Data Protection Clause

Kindly be informed that, with the data that you provide, DEOLEO will manage the necessary shareholders information for the Governing Board as well as other activities related to the company, based on your consent and in compliance with legal obligations.

The data provided will be kept as long as the relationship with DEOLEO is maintained or its deletion is requested. Anyone can obtain confirmation if DEOLEO is processing their personal data. All persons have the right to access their personal data, as well as to request the correction of inaccurate data or, where appropriate, request their deletion when, among other reasons, the data is no longer necessary for the purpose they were collected for. Likewise, they may post their opposition to the receiving information about our company.

You can exercise your rights materially through email at rgpd@deoleo.com. For more information, please consult the Privacy Policy of this web page.

Right of attendance and Right to appoint a proxy.



Pursuant to the provisions in Article 18 of the Articles of Association of the Company and in Article 12 of the Regulations of the General Meeting of Shareholders, the General Meeting that has been called may be attended, in person or telematically, by those holding at least 250 shares entered in the corresponding register of book entries five days prior to the date on which the Meeting is to be held, that is on 31st May 2024, accrediting this by means of the relevant attendance card or a certificate issued by any of the Depository Entities participating in Sociedad de Gestión de los Sistemas de Registro, Compensación y Liquidación de Valores, S.A. (Iberclear), or by any other legally accepted means.

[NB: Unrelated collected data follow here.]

//! In-process media library
//!
//! Stands in for the device gallery: permission is a switch and picker
//! results are queued ahead of time.

use std::collections::VecDeque;
use std::sync::atomic::{AtomicBool, AtomicUsize, Ordering};
use std::sync::Arc;

use async_trait::async_trait;
use parking_lot::Mutex;
use tracing::{debug, instrument};

use findr_core::{ImagePickerOptions, MediaLibrary, RepoResult};

#[derive(Default)]
struct MediaState {
    /// Next picker outcomes; `None` is a cancelled picker
    picks: VecDeque<Option<String>>,
    last_options: Option<ImagePickerOptions>,
}

/// Media library whose picker returns pre-queued results
#[derive(Clone)]
pub struct MemoryMediaLibrary {
    granted: Arc<AtomicBool>,
    picker_launches: Arc<AtomicUsize>,
    state: Arc<Mutex<MediaState>>,
}

impl MemoryMediaLibrary {
    pub fn new(granted: bool) -> Self {
        Self {
            granted: Arc::new(AtomicBool::new(granted)),
            picker_launches: Arc::new(AtomicUsize::new(0)),
            state: Arc::new(Mutex::new(MediaState::default())),
        }
    }

    pub fn set_granted(&self, granted: bool) {
        self.granted.store(granted, Ordering::SeqCst);
    }

    /// Queue the URI the picker returns next
    pub fn queue_pick(&self, uri: impl Into<String>) {
        self.state.lock().picks.push_back(Some(uri.into()));
    }

    /// Queue a cancelled picker
    pub fn queue_cancel(&self) {
        self.state.lock().picks.push_back(None);
    }

    pub fn picker_launches(&self) -> usize {
        self.picker_launches.load(Ordering::SeqCst)
    }

    /// Options passed on the most recent picker launch
    pub fn last_options(&self) -> Option<ImagePickerOptions> {
        self.state.lock().last_options.clone()
    }
}

impl Default for MemoryMediaLibrary {
    fn default() -> Self {
        Self::new(true)
    }
}

#[async_trait]
impl MediaLibrary for MemoryMediaLibrary {
    async fn request_permission(&self) -> bool {
        self.granted.load(Ordering::SeqCst)
    }

    #[instrument(skip(self))]
    async fn pick_image(&self, options: &ImagePickerOptions) -> RepoResult<Option<String>> {
        self.picker_launches.fetch_add(1, Ordering::SeqCst);
        let mut state = self.state.lock();
        state.last_options = Some(options.clone());
        // An empty queue behaves like the user backing out
        let pick = state.picks.pop_front().flatten();
        debug!(picked = pick.is_some(), "Image picker closed");
        Ok(pick)
    }
}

Without prejudice to the above, holders of a smaller number of shares may delegate the representation of their shares to another person who meets the conditions to attend the Meeting, pursuant to the provisions in the laws in force, as well as grouping together with other shareholders in the same situation until adding up the necessary shares, appointing as their proxy any person meeting the conditions to attend the Meeting. The grouping of shares shall be done specifically for each Meeting and shall be set down in writing.

If the shareholder is a legal person, the person attending the General Meeting shall accredit that they have sufficient powers of attorney.

Shareholders may exercise their right of attendance in person, or they may be represented at the General Meeting of Shareholders by another person, under the terms stated below in this notice of Meeting, in person or by electronic or telematic means in accordance with the provisions of Article 18. bis of the Articles of Association and Article 16. bis of the Regulations of the General Meeting of Shareholders.

Card registration will begin at 11:00 a.m. and accreditations will be accepted until 12:00 am, the time set for the start of the Meeting. It would be appreciated if shareholders could attend well in advance to avoid overcrowding



Any shareholder entitled to attend the General Meeting may appoint another person as their proxy pursuant to the provisions in the laws in force. Unless it is legally provided otherwise, the appointment must be accepted by the proxy and shall be made in writing specifically for each Meeting. (i) by filling in and signing, by the shareholder appointing a proxy, of their attendance, vote delegation and voting card, said card to be furnished by the entity participating in IBERCLEAR where their shares are deposited; (ii) by downloading, filling in and signing the proxy card available for shareholders on the Company’s website (www.deoleo.com) or (iii) by any other means accepted by Law.

In conformity with the provisions in the Regulations of the General Meeting of Shareholders, if the document on which the proxy is appointed does not contain other voting instructions, the proxy shall vote for the resolution proposals prepared by the Board of Directors regarding the matters included on the Agenda. If there are no voting instructions because the General Meeting has to resolve upon matters which, since they were not on the Agenda and hence were not known on the date when the vote was delegated, may be subject to a vote at the Meeting, then the proxy shall cast a vote in the manner they consider most appropriate, taking into consideration the best interests of the Company and of their principal. The same shall apply to any proposal(s) subject to the decision of the Meeting where they were not prepared by the Board of Directors.

If the representation document does not indicate the specific person appointed by the shareholder as their proxy, the proxy shall be deemed to be the Chair of the Board of Directors or the person substituting as the Chair of the General Meeting.

In the event the proxy designated (whether expressly or tacitly) by the shareholder on the representation document is in a situation of conflict of interest and for whatever reason said document does not contain voting instructions given by the principal shareholder regarding the resolution at hand, the proxy shall be deemed to have been granted, for the specific matter at issue, (i) to the person who, as the case may be, the shareholder designated as a surrogate in the delegation document; or (ii) otherwise, if the surrogate is likewise in a situation of conflict of interest, to the Chair of the General Meeting of Shareholders and to the Secretary of the Meeting, in that order.

Physical or telematic attendance at the General Meeting by a shareholder who delegated to a proxy will render invalid the delegation given prior to the Meeting.

Additionally, exercise of the right of representation shall be governed by the provisions in the Capital Companies Act, in the Articles of Association and in the Regulations of the General Meeting.